Mochamad Iriawan sebelumnya sempat menyatakan bahwa tragedi Kanjuruhan yang merenggut ratusan korban jiwa murni menjadi tanggung jawab panitia pelaksana (panpel) laga Arema FC vs Persebaya Surabaya.
Dalam hal ini tentu saja adalah Panpel Arema FC. Bahkan, Abdul Haris selaku ketua dan Suko Sutrisno (Security Officer) sudah dijerat sanksi berat dari aspek football family dan pidana.
Dua figur Arema FC itu dijatuhi sanksi Komite Disiplin PSSI berupa larangan beraktivitas di dunia sepak bola seumur hidup.
Namun tetap saja, Arema FC merupakan klub anggota PSSI. Dan seharusnya, federasi sepak bola di Indonesia itu menunjukkan sikap tanggung jawab atas tragedi tersebut.
Namun kenyataannya, PSSI justru seolah "cuci tangan". PSSI "berlindung" di balik regulasi tentang keselamatan dan keamanan yang diterbitkan pada 2021.
Tanggung jawab yang dibebankan kepada panpel tertuang pada Pasal 3 Ayat ke-1. Kewajiban yang mesti ditanggung secara mutlak oleh panpel berada di poin a dan b.
"Memenuhi persyaratan yang ditetapkan oleh PSSI melalui peraturan ini dan juga semua peraturan, arahan, pedoman dan surat edaran PSSI yang terkait lainnya. Mematuhi semua hukum yang berlaku," bunyi dua poin tersebut.
Poin inilah yang membuat Abdul Haris beserta Suko Sutrisno dinilai bertanggung jawab penuh karena dianggap lalai dalam menjalankan tugas.
Tak cuma sanksi di sepak bola, keduanya juga dijerat hukuman pidana. Yakni dengan sankaan Pasal 359 dan 360 KUHP terkait kelalaian yang menyebabkan orang terluka dan mati.
1. Poin Cuci Tangan
Sebelumnya, Ketua Umum PSSI Mochamad Iriawan sempat berujar bahwa terjadinya Tragedi Kanjuruhan tidak ada kaitannya dengan federasi, lantaran sudah diatur dalam regulasi.

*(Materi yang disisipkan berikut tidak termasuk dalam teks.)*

mod bridge;
mod helper;

// bridge 场景依次执行，共享同一次安装
pub unsafe fn run_all() {
    run("bridge-install", bridge::scenario_install_through_set_argv0);
    run("bridge-vm-created", bridge::scenario_vm_created_swaps_env_table);
    run("bridge-register-natives", bridge::scenario_register_natives_through_env);
    run("bridge-fork-parent", bridge::scenario_fork_parent);
    run("bridge-fork-child-visible", bridge::scenario_fork_child_visible);
    run("bridge-fork-child-mount-none", bridge::scenario_fork_child_mount_none);
    run("bridge-fork-child-hidden", bridge::scenario_fork_child_hidden_unloads);
    run("bridge-teardown-after-unload", bridge::scenario_teardown_after_unload);
    run("helper-cycle", helper::scenario_helper_cycle);
    run("helper-restore-failure", helper::scenario_restore_failure_retry);
}

fn run(name: &str, scenario: unsafe fn()) {
    println!("scenario: {name}");
    unsafe {
        scenario();
    }
}
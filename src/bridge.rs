// 动态分发桥接：AndroidRuntime 虚表与 JNIEnv 函数表的一次性替换
// 替换表在 Rust 堆上组装，安装与恢复都是显式的 acquire/release 调用
mod jni_table;
mod vtable;

pub(crate) use jni_table::{JniTableOverride, RegisterNativesFn};
pub(crate) use vtable::{OnVmCreatedFn, SetArgv0Fn, VtableOverride};
#[cfg(test)]
pub(crate) use vtable::RuntimeVtable;

#[cfg(test)]
mod tests;
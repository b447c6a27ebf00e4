const VERSION_STR: &str = env!("CARGO_PKG_VERSION");

#[cfg(target_arch = "aarch64")]
const VERSION_ARCH: &str = "aarch64";
#[cfg(target_arch = "x86_64")]
const VERSION_ARCH: &str = "x86_64";
#[cfg(not(any(target_arch = "aarch64", target_arch = "x86_64")))]
const VERSION_ARCH: &str = "unknown";

// 返回版本号的 u32 编码：major << 16 | minor << 8 | patch
pub fn version() -> u32 {
    let normalized = VERSION_STR.split(['-', '+']).next().unwrap_or(VERSION_STR);
    encode(normalized)
}

pub fn version_str() -> &'static str {
    VERSION_STR
}

// 返回包含库名和架构的完整版本字符串
pub fn version_str_full() -> String {
    format!("zygote_hook {} ({})", version_str(), VERSION_ARCH)
}

fn encode(normalized: &str) -> u32 {
    let mut parts = normalized.split('.');

    let major = parse_part(parts.next());
    let minor = parse_part(parts.next());
    let patch = parse_part(parts.next());

    (major << 16) | (minor << 8) | patch
}

fn parse_part(part: Option<&str>) -> u32 {
    part.and_then(|value| value.parse::<u32>().ok())
        .unwrap_or(0)
}
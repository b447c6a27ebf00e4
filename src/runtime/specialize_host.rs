// 状态机宿主能力的真实实现
use super::MutexPoisonRecover;
use super::process_hooks::real_fork;
use super::state::GLOBAL;
use super::teardown;
use crate::jni_env::JniEnv;
use crate::log;
use crate::specialize::{self, Published, SpecializeArgs, SpecializeHost};
use jni_sys::{JNIEnv, jint};
use libc::{c_int, pid_t};
use std::ptr;

pub(crate) struct RuntimeHost {
    env: Option<JniEnv>,
}

impl RuntimeHost {
    pub(crate) unsafe fn new(env: *mut JNIEnv) -> Self {
        Self {
            env: JniEnv::from_raw(env),
        }
    }
}

impl SpecializeHost for RuntimeHost {
    fn fork(&mut self) -> pid_t {
        unsafe { real_fork() }
    }

    fn block_sigchld(&mut self, block: bool) {
        let how = if block {
            libc::SIG_BLOCK
        } else {
            libc::SIG_UNBLOCK
        };
        if sigmask(how, libc::SIGCHLD) != 0 {
            log::warn(format_args!("hook: sigprocmask(SIGCHLD) failed"));
        }
    }

    fn process_name(&mut self, args: &SpecializeArgs) -> Option<String> {
        let SpecializeArgs::App(args) = args else {
            return None;
        };
        self.env?.string_utf(args.nice_name)
    }

    fn should_hide(&mut self, uid: jint, process_name: &str) -> bool {
        let hide = GLOBAL.core.lock_or_poison().hide.clone();
        hide.is_some_and(|hide| hide.should_hide(uid, process_name))
    }

    fn restore_env_table(&mut self) {
        let Some(env) = self.env else {
            return;
        };
        let mut core = GLOBAL.core.lock_or_poison();
        if !core
            .jni_table
            .as_ref()
            .is_some_and(|table| table.is_active_on(&env))
        {
            return;
        }
        if let Some(table) = core.jni_table.take() {
            unsafe { table.restore(&env) };
        }
        core.class_name.release(&env);
        log::debug(format_args!("hook: JNIEnv function table restored"));
    }

    fn self_unload(&mut self) {
        teardown::self_unload();
    }

    fn publish(&mut self, published: Option<Published>) {
        specialize::publish(published);
    }
}

fn sigmask(how: c_int, signum: c_int) -> c_int {
    unsafe {
        let mut set: libc::sigset_t = std::mem::zeroed();
        libc::sigemptyset(&mut set);
        libc::sigaddset(&mut set, signum);
        libc::sigprocmask(how, &set, ptr::null_mut())
    }
}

Regulasi yang dimaksud adalah tentang keselamatan dan keamanan yang diterbitkan pada 2021, tepatnya pada Pasal 3 ayat 1 poin d.
"Panpel menjamin, membebaskan dan melepaskan PSSI (beserta para petugasnya) dari segala tuntutan oleh pihak manapun dan menyatakan bahwa panpel bertanggung jawab sepenuhnya terhadap kecelakaan, kerusakan dan kerugian lain yang mungkin timbul berkaitan dengan pelaksanaan peraturan ini," bunyi tersebut.
Iwan Bule juga menilai bahwa memilih opsi mundur bukan sebagai bentuk tanggung jawabnya sebagai pemimpin federasi.
Hal itu secara diungkapkan Mochamad Iriawan ketika mendampingi Arema FC mengunjungi rumah duka di Malang pada Selasa (04/10/22) lalu.
"Tanggung jawab saya adalah sekarang. Kalau tidak tanggung jawab, ya sekarang saya masih di Jakarta," ucapnya.
2. Temuan Baru Tim TGIPF
Satu fakta kembali dikuak oleh Tim Gabungan Independen Pencari Fakta (TGIPF) Tragedi Kanjuruhan saat pertandingan Liga 1 antara Arema FC vs Persebaya Surabaya.
Di mana disimpulkan bahwa memang stadion yang menjadi markas klub Liga 1, Arema FC itu tidak layak menggelar laga dengan level High Risk.
Namun, untuk laga dengan tensi biasa, Stadion Kanjuruhan masih layak. Hal ini disampaikan oleh anggota TGIPF, Nugroho Setiawan.
Menurut Nugroho, untuk menggelar pertandingan dengan risiko tinggi diperlukan perhitungan terukur. Salah satunya berkaitan dengan cara mengeluarkan penonton jika terjadi keadaan darurat.
"Kesimpulannya sementara bahwa stadion ini tidak layak untuk menggelar pertandingan high risk match," kata anggota TGIPF, Nugroho Setiawan dalam sebuah video yang diunggah akun Youtube Kemenko Polhukam pada Minggu (09/10/22).